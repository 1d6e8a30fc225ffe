//! CPU usage line
//!
//! The backend only exposes cumulative tick counters, so this module
//! takes two samples separated by a short interval and renders the busy
//! fraction between them.

use std::thread;
use std::time::Duration;

use crate::collectors::cpu_usage::{self, usage_percent};
use crate::config::CpuConfig;
use crate::error::Result;
use crate::format::{parse_format_string, FormatArg};

use super::FactLine;

fn key(config: &CpuConfig) -> String {
    if config.key.is_empty() {
        "CPU Usage".to_string()
    } else {
        config.key.clone()
    }
}

fn value(config: &CpuConfig, percent: u8) -> String {
    if config.format.is_empty() {
        format!("{}%", percent)
    } else {
        parse_format_string(&config.format, &[FormatArg::Uint8(percent)])
    }
}

fn sample_percent(sample_ms: u64) -> Result<u8> {
    let first = cpu_usage::collect()?;
    thread::sleep(Duration::from_millis(sample_ms));
    let second = cpu_usage::collect()?;
    Ok(usage_percent(&first, &second).unwrap_or(0))
}

pub fn render(config: &CpuConfig) -> FactLine {
    FactLine {
        key: key(config),
        value: match sample_percent(config.sample_ms) {
            Ok(percent) => value(config, percent),
            Err(err) => err.to_string(),
        },
    }
}

#[cfg(test)]
mod tests {
    use super::*;

    #[test]
    fn default_layout_is_a_percentage() {
        assert_eq!(value(&CpuConfig::default(), 42), "42%");
    }

    #[test]
    fn template_binds_the_percentage() {
        let config = CpuConfig {
            format: "busy %1 of 100".to_string(),
            ..CpuConfig::default()
        };
        assert_eq!(value(&config, 42), "busy 42 of 100");
    }

    #[test]
    fn key_override_wins() {
        let config = CpuConfig {
            key: "Load".to_string(),
            ..CpuConfig::default()
        };
        assert_eq!(key(&config), "Load");
        assert_eq!(key(&CpuConfig::default()), "CPU Usage");
    }
}
//! Key-value cache for expensive detections
//!
//! Keys are caller-constructed and stable across runs (`GPU1`, `GPU2`, ...).
//! Entries live in memory for the process and, when a directory is
//! configured, in one file per key under it so later invocations can skip
//! the detection entirely. There is no TTL; staleness is the caller's
//! problem, typically solved by deleting the backing directory.

use std::collections::HashMap;
use std::fs;
use std::path::PathBuf;

use tracing::debug;

use crate::data::PlatformInfo;

pub struct ValueCache {
    dir: Option<PathBuf>,
    entries: HashMap<String, String>,
}

impl ValueCache {
    /// Cache without or with a backing directory; `None` keeps it process-local
    pub fn new(dir: Option<PathBuf>) -> Self {
        ValueCache {
            dir,
            entries: HashMap::new(),
        }
    }

    /// Cache backed by the platform cache directory
    pub fn open(platform: &PlatformInfo) -> Self {
        Self::new(Some(PathBuf::from(&platform.cache_dir).join("ferrofetch")))
    }

    pub fn get(&mut self, key: &str) -> Option<String> {
        if let Some(value) = self.entries.get(key) {
            return Some(value.clone());
        }
        let dir = self.dir.as_ref()?;
        let value = fs::read_to_string(dir.join(key)).ok()?;
        self.entries.insert(key.to_string(), value.clone());
        Some(value)
    }

    pub fn put(&mut self, key: &str, value: &str) {
        self.entries.insert(key.to_string(), value.to_string());
        if let Some(dir) = &self.dir {
            let written = fs::create_dir_all(dir).and_then(|_| fs::write(dir.join(key), value));
            if let Err(err) = written {
                debug!("cache write for {} failed: {}", key, err);
            }
        }
    }

    /// Read-through helper: `detect` runs only on a miss
    pub fn get_or_insert_with<F>(&mut self, key: &str, detect: F) -> String
    where
        F: FnOnce() -> String,
    {
        if let Some(value) = self.get(key) {
            return value;
        }
        let value = detect();
        self.put(key, &value);
        value
    }
}

#[cfg(test)]
mod tests {
    use super::*;

    #[test]
    fn get_returns_what_put_stored() {
        let mut cache = ValueCache::new(None);
        assert_eq!(cache.get("GPU1"), None);
        cache.put("GPU1", "AMD ATI Radeon RX 580");
        assert_eq!(cache.get("GPU1").as_deref(), Some("AMD ATI Radeon RX 580"));
    }

    #[test]
    fn hit_does_not_rerun_detection() {
        let mut cache = ValueCache::new(None);
        let mut calls = 0;
        for _ in 0..3 {
            let value = cache.get_or_insert_with("GPU1", || {
                calls += 1;
                "expensive".to_string()
            });
            assert_eq!(value, "expensive");
        }
        assert_eq!(calls, 1);
    }

    #[test]
    fn entries_survive_across_cache_instances_sharing_a_directory() {
        let dir = tempfile::tempdir().unwrap();
        let mut first = ValueCache::new(Some(dir.path().to_path_buf()));
        first.put("GPU1", "cached value");

        let mut second = ValueCache::new(Some(dir.path().to_path_buf()));
        assert_eq!(second.get("GPU1").as_deref(), Some("cached value"));
        assert_eq!(second.get("GPU2"), None);
    }
}
//! Per-fact output assembly: key construction, templating, caching
//!
//! Each module turns backend data (or its error) into `FactLine`s. A
//! failed detection still produces a line: the fact's key followed by
//! the diagnostic message, so nothing silently vanishes from the output.

pub mod cpu_usage;
pub mod disk;
pub mod gpu;
pub mod identity;

/// One rendered output line
#[derive(Debug, Clone, PartialEq, Eq)]
pub struct FactLine {
    /// Left-hand label; empty for bare lines like the title
    pub key: String,
    pub value: String,
}
//! The fixed 32-byte sidecar index record.
//!
//! ## Record layout
//!
//! ```text
//! Offset  Size  Field
//! ------  ----  -----
//! 0x00    8     type hash (u64 LE)
//! 0x08    4     subtype (u32 LE)
//! 0x0C    8     timestamp (u64 LE, nanoseconds)
//! 0x14    8     offset of the frame marker in the main file (u64 LE)
//! 0x1C    4     length of the whole frame, header included (u32 LE)
//! ```
//!
//! There is no padding anywhere; field order and the 32-byte total are
//! load-bearing for file compatibility and asserted at compile time.

use crate::key::TypeSubtype;
use crate::packet;

/// Serialized size of an index record in bytes.
pub const INDEX_ITEM_LEN: usize = 32;

// Field sizes must add up to the record size exactly.
const _: () = assert!(INDEX_ITEM_LEN == 8 + 4 + 8 + 8 + 4);

/// One sidecar index record describing a packet frame in the main file.
#[derive(Debug, Clone, Copy, PartialEq, Eq)]
pub struct IndexItem {
    /// XXH64 hash of the message type.
    pub hash: u64,
    /// Stream subtype, `0` when unused.
    pub subtype: u32,
    /// Packet timestamp in nanoseconds.
    pub timestamp: u64,
    /// Byte offset of the frame's radiation symbol in the main file.
    pub offset: u64,
    /// Total frame length in bytes, including the 23-byte header.
    pub length: u32,
}

impl IndexItem {
    /// The stream key this record belongs to.
    pub fn key(&self) -> TypeSubtype {
        TypeSubtype::new(self.hash, self.subtype)
    }

    /// Payload length of the referenced frame, in bytes.
    ///
    /// Callers must have validated `length >= HEADER_LEN` beforehand; the
    /// decoder does so when opening the files.
    pub fn payload_len(&self) -> u32 {
        self.length - packet::HEADER_LEN as u32
    }

    /// Serializes the record in on-disk byte order.
    pub fn to_bytes(&self) -> [u8; INDEX_ITEM_LEN] {
        let mut buf = [0u8; INDEX_ITEM_LEN];
        buf[0..8].copy_from_slice(&self.hash.to_le_bytes());
        buf[8..12].copy_from_slice(&self.subtype.to_le_bytes());
        buf[12..20].copy_from_slice(&self.timestamp.to_le_bytes());
        buf[20..28].copy_from_slice(&self.offset.to_le_bytes());
        buf[28..32].copy_from_slice(&self.length.to_le_bytes());
        buf
    }

    /// Deserializes a record from on-disk byte order.
    ///
    /// Short reads are handled by the loader, which treats them as end of
    /// stream; this function only ever sees complete records.
    pub fn from_bytes(buf: &[u8; INDEX_ITEM_LEN]) -> Self {
        Self {
            hash: u64::from_le_bytes(buf[0..8].try_into().unwrap()),
            subtype: u32::from_le_bytes(buf[8..12].try_into().unwrap()),
            timestamp: u64::from_le_bytes(buf[12..20].try_into().unwrap()),
            offset: u64::from_le_bytes(buf[20..28].try_into().unwrap()),
            length: u32::from_le_bytes(buf[28..32].try_into().unwrap()),
        }
    }
}

/// An index record tagged with the file it came from.
///
/// When several NBS files are opened together, `fileno` is the position of
/// the owning file in the list passed at open time.
#[derive(Debug, Clone, Copy, PartialEq, Eq)]
pub struct IndexItemFile {
    /// The index record.
    pub item: IndexItem,
    /// Position of the owning file in the opened path list.
    pub fileno: u32,
}

#[cfg(test)]
mod tests {
    use super::*;

    #[test]
    fn test_golden_bytes() {
        let item = IndexItem {
            hash: 0x1122_3344_5566_7788,
            subtype: 0xAABB_CCDD,
            timestamp: 0x0102_0304_0506_0708,
            offset: 0x1020_3040_5060_7080,
            length: 0xDEAD_BEEF,
        };

        let expected: [u8; INDEX_ITEM_LEN] = [
            0x88, 0x77, 0x66, 0x55, 0x44, 0x33, 0x22, 0x11, // hash
            0xDD, 0xCC, 0xBB, 0xAA, // subtype
            0x08, 0x07, 0x06, 0x05, 0x04, 0x03, 0x02, 0x01, // timestamp
            0x80, 0x70, 0x60, 0x50, 0x40, 0x30, 0x20, 0x10, // offset
            0xEF, 0xBE, 0xAD, 0xDE, // length
        ];

        assert_eq!(item.to_bytes(), expected);
        assert_eq!(IndexItem::from_bytes(&expected), item);
    }

    #[test]
    fn test_payload_len_excludes_header() {
        let item = IndexItem {
            hash: 0,
            subtype: 0,
            timestamp: 0,
            offset: 0,
            length: 23 + 4,
        };
        assert_eq!(item.payload_len(), 4);
    }
}
//! NBS - append-only timestamped message container format.
//!
//! An NBS file is a sequence of framed binary messages, each tagged with a
//! 64-bit type hash and a timestamp, paired with a gzip-compressed sidecar
//! index (`<path>.idx`) of fixed 32-byte records. This crate provides the
//! random-access read and append-only write engine for the format.
//!
//! # Components
//!
//! - [`Decoder`]: opens a set of NBS files, merges their sidecar indexes
//!   and serves zero-copy point, scan and stepping queries over
//!   memory-mapped packets
//! - [`Encoder`]: appends packets to an NBS file while maintaining its
//!   sidecar index
//! - [`Index`]: the merged `(type, subtype, timestamp)`-sorted record
//!   index behind the decoder
//!
//! # Example
//!
//! ```rust,ignore
//! use nbs::{Decoder, Encoder, Packet, TypeSubtype};
//!
//! // Write a packet
//! let mut encoder = Encoder::create("log.nbs")?;
//! let packet = Packet::new(1_500_000_000, nbs::hash::from_name("message.Ping"), 0, b"ping");
//! encoder.write(&packet, None)?;
//! encoder.close()?;
//!
//! // Read it back
//! let decoder = Decoder::open(&["log.nbs"])?;
//! let key = TypeSubtype::of("message.Ping", 0);
//! let packets = decoder.get_packets(1_500_000_000u64, Some(&[key]))?;
//! assert_eq!(packets[0].payload, Some(&b"ping"[..]));
//! ```
//!
//! Payload bytes are opaque to the engine; interpreting them is the
//! caller's business. Timestamps are nanoseconds everywhere except inside
//! the on-disk frame header, which stores microseconds.

#![deny(missing_docs)]

pub mod error;
pub mod hash;
pub mod timestamp;

mod decoder;
mod encoder;
mod index;
mod key;
mod packet;

pub use decoder::{Decoder, TypeIndex};
pub use encoder::Encoder;
pub use error::{NbsError, Result};
pub use index::{Index, IndexItem, IndexItemFile, INDEX_ITEM_LEN};
pub use key::TypeSubtype;
pub use packet::{Packet, HEADER_LEN, RADIATION_SYMBOL};
pub use timestamp::{Timestamp, TimestampValue};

= = = = = = =

WHAT TO WORK ON —
Copy every line of the entries in which "PlatformInfo" can be found.

ANSWER AREA —
use crate::data::PlatformInfo;
    pub fn open(platform: &PlatformInfo) -> Self {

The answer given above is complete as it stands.